*** Block opens ***
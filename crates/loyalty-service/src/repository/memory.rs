//! 内存存储
//!
//! 同时实现订单仓储和流水仓储，所有数据放在同一把锁下，
//! 作为库内适配器供测试使用，进程退出即丢失。

use std::collections::HashMap;
use std::sync::Arc;

use async_trait::async_trait;
use chrono::Utc;
use parking_lot::Mutex;

use super::traits::{LedgerRepositoryTrait, OrderRepositoryTrait};
use crate::error::{LoyaltyError, Result};
use crate::models::{
    AccrualVerdict, Balance, LedgerEntry, Order, OrderStatus, SubmitOutcome, WithdrawalOutcome,
};

#[derive(Debug, Default)]
struct State {
    /// 按提交顺序保存
    orders: Vec<Order>,
    index: HashMap<String, usize>,
    ledger: Vec<LedgerEntry>,
    next_entry_id: i64,
}

impl State {
    fn order(&self, number: &str) -> Option<&Order> {
        self.index.get(number).map(|&i| &self.orders[i])
    }

    fn push_entry(&mut self, order_number: &str, owner: &str, amount: i64) -> LedgerEntry {
        self.next_entry_id += 1;
        let entry = LedgerEntry {
            id: self.next_entry_id,
            order_number: order_number.to_string(),
            owner: owner.to_string(),
            amount,
            recorded_at: Utc::now(),
        };
        self.ledger.push(entry.clone());
        entry
    }
}

/// 故障注入计划，每项触发一次后清除
#[derive(Debug, Default)]
struct Faults {
    scan: bool,
    /// 应用第 n 条判定时失败
    apply_at: Option<usize>,
}

/// 单条判定的暂存结果，提交阶段统一写入
struct Staged {
    index: usize,
    status: OrderStatus,
    accrual: i64,
    credit: Option<(String, i64)>,
}

/// 内存订单与流水存储
///
/// 判定批次先全部暂存，全部成功后再一次性提交，失败时状态不变
#[derive(Debug, Clone, Default)]
pub struct MemoryStore {
    state: Arc<Mutex<State>>,
    faults: Arc<Mutex<Faults>>,
}

impl MemoryStore {
    pub fn new() -> Self {
        Self::default()
    }

    /// 下一次扫描待处理订单时返回存储错误
    pub fn fail_next_scan(&self) {
        self.faults.lock().scan = true;
    }

    /// 下一次应用判定批次时，在处理第 `at` 条（从 0 开始）时返回存储错误
    pub fn fail_next_apply_at(&self, at: usize) {
        self.faults.lock().apply_at = Some(at);
    }

    /// 按订单号读取订单
    pub fn order(&self, number: &str) -> Option<Order> {
        self.state.lock().order(number).cloned()
    }

    /// 全部流水
    pub fn ledger(&self) -> Vec<LedgerEntry> {
        self.state.lock().ledger.clone()
    }

    /// 某个订单关联的流水
    pub fn entries_for_order(&self, number: &str) -> Vec<LedgerEntry> {
        self.state
            .lock()
            .ledger
            .iter()
            .filter(|e| e.order_number == number)
            .cloned()
            .collect()
    }

    pub fn order_count(&self) -> usize {
        self.state.lock().orders.len()
    }

    fn stage(
        state: &State,
        staged: &HashMap<String, Staged>,
        verdict: &AccrualVerdict,
    ) -> Option<Staged> {
        let (index, current) = match staged.get(&verdict.order) {
            Some(s) => (s.index, s.status),
            None => {
                let index = *state.index.get(&verdict.order)?;
                (index, state.orders[index].status)
            }
        };

        let allowed = match verdict.status {
            OrderStatus::New => false,
            OrderStatus::Processing => current == OrderStatus::New,
            OrderStatus::Invalid | OrderStatus::Processed => !current.is_terminal(),
        };
        if !allowed {
            return None;
        }

        let accrual = match verdict.status {
            OrderStatus::Processing => state.orders[index].accrual,
            _ => verdict.accrual,
        };
        let credit = (verdict.status == OrderStatus::Processed && verdict.accrual > 0)
            .then(|| (state.orders[index].owner.clone(), verdict.accrual));

        Some(Staged {
            index,
            status: verdict.status,
            accrual,
            credit,
        })
    }
}

#[async_trait]
impl OrderRepositoryTrait for MemoryStore {
    async fn submit(&self, number: &str, owner: &str) -> Result<SubmitOutcome> {
        let mut state = self.state.lock();

        if let Some(existing) = state.order(number) {
            return Ok(if existing.owner == owner {
                SubmitOutcome::AlreadyOwnedBySelf
            } else {
                SubmitOutcome::AlreadyOwnedByOther
            });
        }

        let index = state.orders.len();
        state.orders.push(Order::new(number, owner));
        state.index.insert(number.to_string(), index);
        Ok(SubmitOutcome::Created)
    }

    async fn list_for_user(&self, owner: &str) -> Result<Vec<Order>> {
        let state = self.state.lock();
        let mut orders: Vec<Order> = state
            .orders
            .iter()
            .filter(|o| o.owner == owner)
            .cloned()
            .collect();
        // 稳定排序，时间相同时保持提交顺序
        orders.sort_by_key(|o| o.submitted_at);
        Ok(orders)
    }

    async fn list_pending(&self) -> Result<Vec<String>> {
        if std::mem::take(&mut self.faults.lock().scan) {
            return Err(LoyaltyError::Storage("injected scan failure".to_string()));
        }

        let state = self.state.lock();
        Ok(state
            .orders
            .iter()
            .filter(|o| !o.status.is_terminal())
            .map(|o| o.number.clone())
            .collect())
    }

    async fn apply_verdicts(&self, verdicts: &[AccrualVerdict]) -> Result<u64> {
        let fail_at = self.faults.lock().apply_at.take();
        let mut state = self.state.lock();

        let mut staged: HashMap<String, Staged> = HashMap::new();
        let mut credits: Vec<(String, String, i64)> = Vec::new();
        let mut applied = 0u64;

        for (i, verdict) in verdicts.iter().enumerate() {
            if fail_at == Some(i) {
                return Err(LoyaltyError::Storage(format!(
                    "injected apply failure at verdict {}",
                    i
                )));
            }

            if let Some(mut change) = Self::stage(&state, &staged, verdict) {
                if let Some((owner, amount)) = change.credit.take() {
                    credits.push((verdict.order.clone(), owner, amount));
                }
                staged.insert(verdict.order.clone(), change);
                applied += 1;
            }
        }

        // 提交阶段
        for change in staged.into_values() {
            let order = &mut state.orders[change.index];
            order.status = change.status;
            order.accrual = change.accrual;
        }
        for (order_number, owner, amount) in credits {
            state.push_entry(&order_number, &owner, amount);
        }

        Ok(applied)
    }
}

#[async_trait]
impl LedgerRepositoryTrait for MemoryStore {
    async fn append(&self, order_number: &str, amount: i64) -> Result<LedgerEntry> {
        let mut state = self.state.lock();
        let owner = state
            .order(order_number)
            .map(|o| o.owner.clone())
            .ok_or_else(|| LoyaltyError::OrderNotFound(order_number.to_string()))?;
        Ok(state.push_entry(order_number, &owner, amount))
    }

    async fn entries_for_user(&self, owner: &str) -> Result<Vec<LedgerEntry>> {
        let state = self.state.lock();
        Ok(state
            .ledger
            .iter()
            .filter(|e| e.owner == owner)
            .cloned()
            .collect())
    }

    async fn withdrawal_entries_for_user(&self, owner: &str) -> Result<Vec<LedgerEntry>> {
        let state = self.state.lock();
        Ok(state
            .ledger
            .iter()
            .filter(|e| e.owner == owner && e.is_withdrawal())
            .cloned()
            .collect())
    }

    async fn append_withdrawal(
        &self,
        owner: &str,
        order_number: &str,
        amount: i64,
    ) -> Result<WithdrawalOutcome> {
        let mut state = self.state.lock();
        if state.order(order_number).is_some_and(|o| o.owner != owner) {
            return Err(LoyaltyError::OrderOwnedByOther {
                number: order_number.to_string(),
            });
        }

        let balance = Balance::from_entries(state.ledger.iter().filter(|e| e.owner == owner));

        if !balance.covers(amount) {
            return Ok(WithdrawalOutcome::InsufficientFunds {
                available: balance.current,
            });
        }

        Ok(WithdrawalOutcome::Recorded(state.push_entry(
            order_number,
            owner,
            -amount,
        )))
    }
}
*** Block closes ***
[Task instructions]
Pull every line containing "LoyaltyError" from the data.

[Solved exercise]
use crate::error::{LoyaltyError, Result};
            return Err(LoyaltyError::Storage("injected scan failure".to_string()));
                return Err(LoyaltyError::Storage(format!(
            .ok_or_else(|| LoyaltyError::OrderNotFound(order_number.to_string()))?;
            return Err(LoyaltyError::OrderOwnedByOther {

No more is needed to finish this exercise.